Supervision in early years policy is a relatively new phenomenon, in 2011 b Tickell emphasised how confusing supervision was as it had so many dimensions to the process. She recommended that the early years foundation stage made clear what supervision means in practice and provide examples so that the sector could determine their own processes and procedures.

The recognition from Ofsted and the DfE that supervision should consider children’s well-being, learning and development and child protection concerns is significant. Both organisations have recognised how the mechanism of supervision should support the practitioners development of their ‘effectiveness’ making links to training and professional development as well as stimulating reflectiveness in leaders as to how they can relieve pressures on the practitioners.

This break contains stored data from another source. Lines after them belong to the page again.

//! # Character Sources
//!
//! Tokenizers pull UTF-16 code units from a [`CharSource`].
//!
//! * [`Utf16Source`] - in-memory text or raw units.
//! * [`ReaderSource`] - incremental UTF-8 decoding over any [`std::io::Read`].

mod char_source;
mod reader_source;

#[doc(inline)]
pub use char_source::*;
#[doc(inline)]
pub use reader_source::*;
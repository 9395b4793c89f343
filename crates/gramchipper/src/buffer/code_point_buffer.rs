//! # Code Point Buffer

use core::ops::Range;
use std::io;

use crate::buffer::GramCursor;
use crate::source::{CharSource, read_fully};

/// Extra code points read past the largest gram, to avoid polling the
/// source for every gram.
pub const READ_AHEAD: usize = 1024;

/// The largest `max_gram` whose window capacity is addressable.
pub const MAX_GRAM_SIZE: usize = (isize::MAX as usize - READ_AHEAD) / 2;

/// A slide-and-refill window of decoded code points over a [`CharSource`].
///
/// The unconsumed slice is `[start, end)`. The window holds at most
/// `2 * max_gram + READ_AHEAD` code points, enough for a full max-length
/// gram of surrogate pairs plus read-ahead; storage grows only as the
/// source delivers text.
///
/// Unpaired surrogates decode to `U+FFFD`, which keeps their width of one
/// unit, so stream offsets stay aligned with the source.
#[derive(Debug, Clone)]
pub struct CodePointBuffer {
    points: Vec<char>,
    units: Vec<u16>,
    pending_high: Option<u16>,
    start: usize,
    capacity: usize,
    lookahead: usize,
    exhausted: bool,
}

impl CodePointBuffer {
    /// Build a buffer for grams of at most `max_gram` code points.
    ///
    /// `max_gram` is clamped to [`MAX_GRAM_SIZE`]; callers validate it with
    /// [`crate::errors::check_gram_range`].
    ///
    /// The buffer starts in the reset state.
    pub fn new(max_gram: usize) -> Self {
        let max_gram = max_gram.min(MAX_GRAM_SIZE);
        Self {
            points: Vec::new(),
            units: vec![0; READ_AHEAD],
            pending_high: None,
            start: 0,
            capacity: 2 * max_gram + READ_AHEAD,
            lookahead: max_gram,
            exhausted: false,
        }
    }

    /// Return to the initial, empty, state.
    ///
    /// The next [`Self::ensure_window`] fills.
    pub fn reset(&mut self) {
        self.points.clear();
        self.start = 0;
        self.pending_high = None;
        self.exhausted = false;
    }

    /// The window capacity, in code points.
    pub fn capacity(&self) -> usize {
        self.capacity
    }

    /// Start of the unconsumed slice.
    pub fn start(&self) -> usize {
        self.start
    }

    /// End of the unconsumed slice.
    pub fn end(&self) -> usize {
        self.points.len()
    }

    /// Number of unconsumed code points.
    pub fn len(&self) -> usize {
        self.points.len() - self.start
    }

    /// Is the unconsumed slice empty?
    pub fn is_empty(&self) -> bool {
        self.start == self.points.len()
    }

    /// Has the source reported end of stream?
    pub fn is_exhausted(&self) -> bool {
        self.exhausted
    }

    /// The code point at buffer index `idx`.
    pub fn get(
        &self,
        idx: usize,
    ) -> char {
        self.points[idx]
    }

    /// The code points in `range`.
    pub fn slice(
        &self,
        range: Range<usize>,
    ) -> &[char] {
        &self.points[range]
    }

    /// UTF-16 width of the code points in `range`.
    pub fn utf16_width(
        &self,
        range: Range<usize>,
    ) -> usize {
        self.points[range].iter().map(|c| c.len_utf16()).sum()
    }

    /// Compact and refill when fewer than `max_gram + 1` code points remain.
    ///
    /// Compaction shifts `[start, end)` to index 0, and shifts the cursor's
    /// memoized indices by the same delta.
    pub fn ensure_window<S: CharSource + ?Sized>(
        &mut self,
        source: &mut S,
        cursor: &mut GramCursor,
    ) -> io::Result<()> {
        if self.exhausted || self.start + self.lookahead + 1 < self.points.len() {
            return Ok(());
        }

        let delta = self.start;
        self.points.drain(..delta);
        self.start = 0;
        cursor.shift(delta);

        self.fill(source)
    }

    /// Read into the free tail in `READ_AHEAD` chunks, decoding surrogate pairs.
    fn fill<S: CharSource + ?Sized>(
        &mut self,
        source: &mut S,
    ) -> io::Result<()> {
        while !self.exhausted {
            let free = self.capacity - self.points.len();
            let carried = usize::from(self.pending_high.is_some());
            let want = free.min(READ_AHEAD);
            if want <= carried {
                break;
            }

            if let Some(high) = self.pending_high.take() {
                self.units[0] = high;
            }
            let requested = want - carried;
            let read = read_fully(source, &mut self.units[carried..want])?;
            self.exhausted = read < requested;

            let total = carried + read;
            let mut decoded = total;
            if !self.exhausted
                && total > 0
                && is_high_surrogate(self.units[total - 1])
            {
                self.pending_high = Some(self.units[total - 1]);
                decoded -= 1;
            }

            self.points.extend(
                char::decode_utf16(self.units[..decoded].iter().copied()).map(|c| {
                    c.unwrap_or_else(|e| {
                        log::trace!("unpaired surrogate {:#06x}", e.unpaired_surrogate());
                        char::REPLACEMENT_CHARACTER
                    })
                }),
            );
        }

        if self.exhausted {
            log::debug!("source exhausted; {} code points buffered", self.len());
        }
        Ok(())
    }

    /// Consume one code point, advancing the cursor's stream offset by its
    /// UTF-16 width.
    pub fn consume(
        &mut self,
        cursor: &mut GramCursor,
    ) {
        debug_assert!(self.start < self.points.len());
        cursor.advance(self.points[self.start].len_utf16());
        self.start += 1;
    }
}

fn is_high_surrogate(unit: u16) -> bool {
    (0xD800..0xDC00).contains(&unit)
}
use gramchipper::config::{EngineVersion, Side};
use strum::IntoEnumIterator;

/// Args for the modes command.
#[derive(clap::Args, Debug)]
pub struct ModesArgs {}

impl ModesArgs {
    /// Run the modes command.
    pub fn run(&self) -> Result<(), Box<dyn std::error::Error>> {
        println!("engines:");
        for engine in EngineVersion::iter() {
            println!("* {engine}");
        }
        println!("sides:");
        for side in Side::iter() {
            println!("* {side}");
        }
        Ok(())
    }
}
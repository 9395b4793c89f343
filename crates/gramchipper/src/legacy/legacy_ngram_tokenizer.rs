//! # Legacy N-Gram Tokenizer

use crate::analysis::{SourceSlot, TokenAttributes, TokenStream, Tokenizer};
use crate::errors::{GCResult, check_gram_range};
use crate::legacy::{LEGACY_READ_LIMIT, WholeInput};
use crate::source::CharSource;

/// Whole-buffer n-gram tokenizer, kept for historical output.
///
/// On the first step, reads at most [`LEGACY_READ_LIMIT`] units and trims
/// them. Grams are emitted by size, then by position; offsets are
/// positions in the *trimmed* text, and a surrogate pair may be split.
///
/// The first gram has a position increment of 1; the rest, 0.
pub struct LegacyNGramTokenizer {
    min_gram: usize,
    max_gram: usize,

    input: SourceSlot,
    attrs: TokenAttributes,

    whole: Option<WholeInput>,
    gram_size: usize,
    pos: usize,
    emitted: bool,
}

impl LegacyNGramTokenizer {
    /// Build a tokenizer over `[min_gram, max_gram]`.
    pub fn new(
        min_gram: usize,
        max_gram: usize,
    ) -> GCResult<Self> {
        check_gram_range(min_gram, max_gram)?;
        log::debug!("legacy n-gram tokenizer: [{min_gram}, {max_gram}]");

        Ok(Self {
            min_gram,
            max_gram,
            input: SourceSlot::default(),
            attrs: TokenAttributes::default(),
            whole: None,
            gram_size: min_gram,
            pos: 0,
            emitted: false,
        })
    }

    /// Get the minimum gram size.
    pub fn min_gram(&self) -> usize {
        self.min_gram
    }

    /// Get the maximum gram size.
    pub fn max_gram(&self) -> usize {
        self.max_gram
    }
}

impl TokenStream for LegacyNGramTokenizer {
    fn reset(&mut self) -> GCResult<()> {
        self.input.begin()?;
        self.attrs.clear();
        self.whole = None;
        self.gram_size = self.min_gram;
        self.pos = 0;
        self.emitted = false;
        Ok(())
    }

    fn increment_token(&mut self) -> GCResult<bool> {
        let source = self.input.streaming_source()?;
        self.attrs.clear();

        let whole = match &mut self.whole {
            Some(whole) => whole,
            slot @ None => slot.insert(WholeInput::read(source, LEGACY_READ_LIMIT)?),
        };
        let len = whole.len();

        if self.pos + self.gram_size > len {
            self.pos = 0;
            self.gram_size += 1;
            if self.gram_size > self.max_gram || self.gram_size > len {
                return Ok(false);
            }
        }

        let start = self.pos;
        let end = start + self.gram_size;
        self.attrs.term = whole.text(start, end);
        self.attrs.set_offsets(start, end);
        self.attrs.position_increment = if self.emitted { 0 } else { 1 };

        self.pos += 1;
        self.emitted = true;
        Ok(true)
    }

    fn end(&mut self) -> GCResult<()> {
        self.input.finish()?;

        let final_offset = self.whole.as_ref().map_or(0, |w| w.units_read);
        self.attrs.clear();
        self.attrs.set_offsets(final_offset, final_offset);
        self.attrs.position_increment = 0;
        Ok(())
    }

    fn attributes(&self) -> &TokenAttributes {
        &self.attrs
    }
}

impl Tokenizer for LegacyNGramTokenizer {
    fn set_source(
        &mut self,
        source: Box<dyn CharSource>,
    ) {
        self.input.attach(source);
    }
}

#[cfg(test)]
mod tests {
    use super::*;
    use crate::analysis::analyze;
    use crate::source::Utf16Source;
    use crate::testing::assert_grams;

    #[test]
    fn test_size_major_order() {
        let mut tokenizer = LegacyNGramTokenizer::new(1, 2).unwrap();
        assert_grams(
            &mut tokenizer,
            "abc",
            &[
                ("a", 0, 1),
                ("b", 1, 2),
                ("c", 2, 3),
                ("ab", 0, 2),
                ("bc", 1, 3),
            ],
            3,
        );
    }

    #[test]
    fn test_position_increments() {
        let mut tokenizer = LegacyNGramTokenizer::new(2, 3).unwrap();
        let analysis = analyze(&mut tokenizer, Utf16Source::from("abcde")).unwrap();
        assert_eq!(
            analysis.terms(),
            vec!["ab", "bc", "cd", "de", "abc", "bcd", "cde"]
        );
        let increments: Vec<usize> = analysis
            .tokens
            .iter()
            .map(|t| t.position_increment)
            .collect();
        assert_eq!(increments, vec![1, 0, 0, 0, 0, 0, 0]);
    }

    #[test]
    fn test_trims_and_shifts_offsets() {
        let mut tokenizer = LegacyNGramTokenizer::new(2, 2).unwrap();
        assert_grams(
            &mut tokenizer,
            "  abc ",
            &[("ab", 0, 2), ("bc", 1, 3)],
            6,
        );
    }

    #[test]
    fn test_caps_input() {
        let text = format!("{}xyz", "a".repeat(LEGACY_READ_LIMIT - 1));
        let mut tokenizer = LegacyNGramTokenizer::new(2, 2).unwrap();
        let analysis = analyze(&mut tokenizer, Utf16Source::from(text.as_str())).unwrap();

        assert_eq!(analysis.tokens.len(), LEGACY_READ_LIMIT - 1);
        assert_eq!(analysis.tokens.last().unwrap().term, "ax");
        assert_eq!(analysis.final_offset, LEGACY_READ_LIMIT + 2);
    }

    #[test]
    fn test_empty_and_blank() {
        let mut tokenizer = LegacyNGramTokenizer::new(1, 3).unwrap();
        assert_grams(&mut tokenizer, "", &[], 0);
        assert_grams(&mut tokenizer, " \t ", &[], 3);
    }

    #[test]
    fn test_splits_surrogates() {
        let mut tokenizer = LegacyNGramTokenizer::new(1, 1).unwrap();
        let analysis = analyze(&mut tokenizer, Utf16Source::from("\u{1F600}")).unwrap();
        assert_eq!(analysis.terms(), vec!["\u{FFFD}", "\u{FFFD}"]);
    }
}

Hawkins et al (2020) emphasise how supervision provides these developmental opportunities defining supervision as;

"A joint endeavour in which a practitioner with the help of a supervisor, attends to their clients, themselves as part of their client practitioner relationships and the wider systemic context, and by doing improves the quality of their work, transforms their client relationships, continuously develops themselves, their practice and the wider profession (p3)."

Pascal et al (2020) have explored in detail the impact Covid19 has had on the early years workforce stating that the workforce are ‘stressed and worn down’. The Anna Freud centre surveyed over 900 early years practitioners in 2020 and identified that the complexity of the work practitioners faced every day, issues such as domestic violence, drug and alcohol abuse and supporting the mental health of children and parents.

Over half surveyed stated that since Covid19 children showed higher levels of aggression and violence and that 91% of workers had faced challenging circumstances resulting in 70% feeling upset and stressed and ill equipped in being able to support the families they worked with (Nelinger et al, 2021).

I am not devaluing the significance of a child’s well-being instead embracing the work of Bain and Barnett (1980), Hopkins (1988), and Elfer (1996, 2012, 2014, 2015) who have all considered the emotional experiences of children and practitioners in nursery settings.

I believe that supervision can support the opportunity to process the emotional labour and complexity of the work, my thoughts are echoed by Wilmot (2008) who, when explaining supervision, writes,

"I see supervision as a hologram in which each moment contains everything that needs to be embodied, felt, and known. The different worlds of the client, supervisee, supervisor, and the outside world are simultaneously mirroring and co-creating each other. Supervision offers us the opportunity to become present to that moment of awareness so that the wound, disturbance, or disconnection that seems to be breaking us and everything apart is instead a road back home (p 88)."

Therefore, could Supervision be the answer to support the emotional well-being of the Early Years Sector?